Le problème, c’est qu’il n’y a aujourd’hui “pas tant de moyens” pour mesurer cet impact, explique Anne-Catherine Husson-Traore, directrice générale de Novethic, filiale de la Caisse des dépôts spécialisée dans la finance durable. Heureusement, il existe malgré tout des outils pour vérifier dans quelles industries vous placez votre argent. Pour commencer, les épargnants ne doivent pas hésiter à demander à leur banque ou leur assurance “des éléments de preuves, exiger une explication très limpide de ce qu’une politique implique concrètement sur un portefeuille”, assure Anne-Catherine Husson-Traore. “S’il n’y a que de grandes intentions peu précises, ce n’est pas rassurant.”
Puis il faut vérifier si les fonds proposés par les sociétés de gestion d’actifs, comme la filiale Amundi du Crédit Agricole ou BNP Paribas Asset Management (AM), sont certifiés par un label. C’est le plus transparent et le plus lisible pour un épargnant. Ces fonds d’investissement, que l’on retrouve dans les assurances vie, les plans d’épargne en actions et les comptes-titres, peuvent notamment disposer du label Greenfin.
Délivré par trois organismes sur le territoire (Novethic, Afnor et EY France), ce label exclut les activités économiques relevant de la production et de l’exploitation de combustibles fossiles, ainsi que l’ensemble de la filière nucléaire.

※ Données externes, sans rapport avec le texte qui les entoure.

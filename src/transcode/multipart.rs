//! Conversion between form descriptors and real `multipart/form-data` bodies.

use axum::{
    body::Body,
    extract::{FromRequest, Multipart},
    http::{header::CONTENT_TYPE, Request},
};
use base64::{engine::general_purpose::STANDARD, Engine};
use bytes::Bytes;
use rand::{rngs::OsRng, RngCore};

use crate::error::{TunnelError, TunnelResult};
use crate::transcode::form::{FormFields, TypedValue};

/// Fixed prefix of every generated boundary.
pub const BOUNDARY_PREFIX: &str = "----Layer8FormBoundary";

/// An encoded multipart body and the boundary it uses.
#[derive(Debug, Clone)]
pub struct MultipartBody {
    pub boundary: String,
    pub body: Vec<u8>,
}

impl MultipartBody {
    /// `Content-Type` header value advertising the boundary.
    ///
    /// The boundary is quoted since base64 output may contain `/`, `+`, `=`.
    pub fn content_type(&self) -> String {
        format!("multipart/form-data; boundary=\"{}\"", self.boundary)
    }
}

/// Fresh boundary from 16 bytes of OS randomness.
pub fn generate_boundary() -> String {
    let mut random = [0u8; 16];
    OsRng.fill_bytes(&mut random);
    format!("{}{}", BOUNDARY_PREFIX, STANDARD.encode(random))
}

/// Encode form fields as a multipart body with a fresh boundary.
pub fn encode_multipart(fields: &FormFields) -> MultipartBody {
    encode_with_boundary(fields, generate_boundary())
}

fn encode_with_boundary(fields: &FormFields, boundary: String) -> MultipartBody {
    let mut body = Vec::new();

    for (name, values) in fields {
        for value in values {
            body.extend_from_slice(format!("--{}\r\n", boundary).as_bytes());
            match value {
                TypedValue::File { name: file_name, mime_type, bytes, .. } => {
                    let mime = if mime_type.is_empty() {
                        "application/octet-stream"
                    } else {
                        mime_type.as_str()
                    };
                    body.extend_from_slice(
                        format!(
                            "Content-Disposition: form-data; name=\"{}\"; filename=\"{}\"\r\nContent-Type: {}\r\n\r\n",
                            escape_quoted(name),
                            escape_quoted(file_name),
                            mime
                        )
                        .as_bytes(),
                    );
                    body.extend_from_slice(bytes);
                }
                scalar => {
                    body.extend_from_slice(
                        format!(
                            "Content-Disposition: form-data; name=\"{}\"\r\n\r\n",
                            escape_quoted(name)
                        )
                        .as_bytes(),
                    );
                    body.extend_from_slice(scalar.scalar_text().unwrap_or_default().as_bytes());
                }
            }
            body.extend_from_slice(b"\r\n");
        }
    }
    body.extend_from_slice(format!("--{}--\r\n", boundary).as_bytes());

    MultipartBody { boundary, body }
}

/// Percent-escape the characters that would break a quoted header parameter.
fn escape_quoted(value: &str) -> String {
    value
        .replace('"', "%22")
        .replace('\r', "%0D")
        .replace('\n', "%0A")
}

/// Parse a `multipart/form-data` body back into form fields.
///
/// Parts with a filename become `File`; all other parts become `String`.
pub async fn decode_multipart(content_type: &str, body: Bytes) -> TunnelResult<FormFields> {
    let request = Request::builder()
        .header(CONTENT_TYPE, content_type)
        .body(Body::from(body))
        .map_err(|e| TunnelError::Transcode(e.to_string()))?;

    let mut multipart = Multipart::from_request(request, &())
        .await
        .map_err(|e| TunnelError::Transcode(e.to_string()))?;

    let mut fields = FormFields::new();
    while let Some(field) = multipart
        .next_field()
        .await
        .map_err(|e| TunnelError::Transcode(e.to_string()))?
    {
        let name = field.name().unwrap_or_default().to_string();
        let file_name = field.file_name().map(str::to_string);
        let mime_type = field.content_type().map(str::to_string);
        let data = field
            .bytes()
            .await
            .map_err(|e| TunnelError::Transcode(e.to_string()))?;

        let value = match file_name {
            Some(file_name) => TypedValue::file(file_name, mime_type.unwrap_or_default(), data.to_vec()),
            None => TypedValue::string(
                String::from_utf8(data.to_vec())
                    .map_err(|_| TunnelError::Transcode(format!("field '{}' is not UTF-8", name)))?,
            ),
        };
        fields.entry(name).or_default().push(value);
    }

    Ok(fields)
}

#[cfg(test)]
mod tests {
    use super::*;

    fn sample_form() -> FormFields {
        let mut fields = FormFields::new();
        fields.insert("file".into(), vec![TypedValue::file("a.txt", "text/plain", b"hi".to_vec())]);
        fields.insert("note".into(), vec![TypedValue::string("v")]);
        fields
    }

    #[test]
    fn test_boundary_format() {
        let b1 = generate_boundary();
        let b2 = generate_boundary();
        assert!(b1.starts_with(BOUNDARY_PREFIX));
        assert_eq!(b1.len(), BOUNDARY_PREFIX.len() + 24);
        assert_ne!(b1, b2);
    }

    #[test]
    fn test_encoded_layout() {
        let encoded = encode_with_boundary(&sample_form(), "XYZ".into());
        let text = String::from_utf8(encoded.body).unwrap();
        assert_eq!(
            text,
            "--XYZ\r\n\
             Content-Disposition: form-data; name=\"file\"; filename=\"a.txt\"\r\n\
             Content-Type: text/plain\r\n\r\n\
             hi\r\n\
             --XYZ\r\n\
             Content-Disposition: form-data; name=\"note\"\r\n\r\n\
             v\r\n\
             --XYZ--\r\n"
        );
        assert_eq!(encoded.boundary, "XYZ");
    }

    #[tokio::test]
    async fn test_round_trip() {
        let original = sample_form();
        let encoded = encode_multipart(&original);
        let decoded = decode_multipart(&encoded.content_type(), Bytes::from(encoded.body))
            .await
            .unwrap();
        assert_eq!(decoded, original);
    }

    #[tokio::test]
    async fn test_round_trip_binary_and_repeated_fields() {
        let payload: Vec<u8> = (0..=255u8).cycle().take(4096).collect();
        let mut fields = FormFields::new();
        fields.insert(
            "files".into(),
            vec![
                TypedValue::file("one.bin", "application/octet-stream", payload.clone()),
                TypedValue::file("two.bin", "", b"\r\n--not-a-boundary\r\n".to_vec()),
            ],
        );
        fields.insert(
            "flags".into(),
            vec![TypedValue::Boolean { value: false }, TypedValue::number(42)],
        );

        let encoded = encode_multipart(&fields);
        let decoded = decode_multipart(&encoded.content_type(), Bytes::from(encoded.body))
            .await
            .unwrap();

        match &decoded["files"][..] {
            [TypedValue::File { bytes: a, name: na, .. }, TypedValue::File { bytes: b, mime_type, .. }] => {
                assert_eq!(a, &payload);
                assert_eq!(na, "one.bin");
                assert_eq!(b, b"\r\n--not-a-boundary\r\n");
                assert_eq!(mime_type, "application/octet-stream");
            }
            other => panic!("unexpected files {:?}", other),
        }
        assert_eq!(decoded["flags"], vec![TypedValue::string("false"), TypedValue::string("42")]);
    }

    #[tokio::test]
    async fn test_decode_rejects_non_multipart() {
        let err = decode_multipart("application/json", Bytes::from_static(b"{}")).await;
        assert!(matches!(err, Err(TunnelError::Transcode(_))));
    }
}
//! In-process session store.

use async_trait::async_trait;
use dashmap::DashMap;
use std::sync::Arc;

use crate::crypto::SessionKey;
use crate::error::StoreError;
use crate::session::{ClientSession, SessionStore};

#[derive(Clone)]
struct Entry {
    key: SessionKey,
    auth_token: String,
}

/// Thread-safe session map keyed by client UUID.
///
/// Key and token live in one entry so a reader never observes the key of
/// one handshake paired with the token of another.
#[derive(Clone, Default)]
pub struct MemorySessionStore {
    inner: Arc<DashMap<String, Entry>>,
}

impl MemorySessionStore {
    pub fn new() -> Self {
        Self::default()
    }

    /// Number of live sessions.
    pub fn len(&self) -> usize {
        self.inner.len()
    }

    pub fn is_empty(&self) -> bool {
        self.inner.is_empty()
    }
}

#[async_trait]
impl SessionStore for MemorySessionStore {
    async fn add_session(
        &self,
        client_uuid: &str,
        key: SessionKey,
        auth_token: &str,
    ) -> Result<(), StoreError> {
        let replaced = self
            .inner
            .insert(
                client_uuid.to_string(),
                Entry {
                    key,
                    auth_token: auth_token.to_string(),
                },
            )
            .is_some();
        tracing::debug!(client_uuid = %client_uuid, replaced, "Session stored");
        Ok(())
    }

    async fn get_key(&self, client_uuid: &str) -> Result<SessionKey, StoreError> {
        self.inner
            .get(client_uuid)
            .map(|r| r.value().key.clone())
            .ok_or_else(|| StoreError::NotFound(client_uuid.to_string()))
    }

    async fn get_token(&self, client_uuid: &str) -> Result<String, StoreError> {
        self.inner
            .get(client_uuid)
            .map(|r| r.value().auth_token.clone())
            .ok_or_else(|| StoreError::NotFound(client_uuid.to_string()))
    }

    async fn session(&self, client_uuid: &str) -> Result<Option<ClientSession>, StoreError> {
        Ok(self.inner.get(client_uuid).map(|r| ClientSession {
            client_uuid: client_uuid.to_string(),
            key: r.value().key.clone(),
            auth_token: r.value().auth_token.clone(),
        }))
    }
}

Autrement dit, des actions du pétrolier Total ne peuvent pas se retrouver dans un fonds labellisé Greenfin.
De plus, les entreprises controversées, violant les droits humains, sont écartées. “Si une entreprise fait fabriquer des panneaux solaires par des Ouïghours”, donne en exemple Anne-Catherine Husson-Traore, ses activités pourront toujours être considérées comme éco-responsables, mais elle ne pourra pas obtenir le label.
“Le label Greenfin est accordé pour une durée d’un an, renouvelable. Pendant cette période, des contrôles intermédiaires sont programmés afin de vérifier que le fonds est bien respectueux des exigences du label”, précise le ministère de la Transition écologique.
Seuls 62 fonds ont pour le moment obtenu la certification Greenfin, lancée fin 2015 au moment de la COP 21, soit environ 17 milliards d’euros sous gestion. Un montant loin de l’encours total des fonds labellisés ISR (Investissement socialement responsable), qui atteint 212 milliards d’euros, soit 5,8% de l’épargne financière des ménages, selon un rapport de l’Inspection général des finances publié en décembre 2020.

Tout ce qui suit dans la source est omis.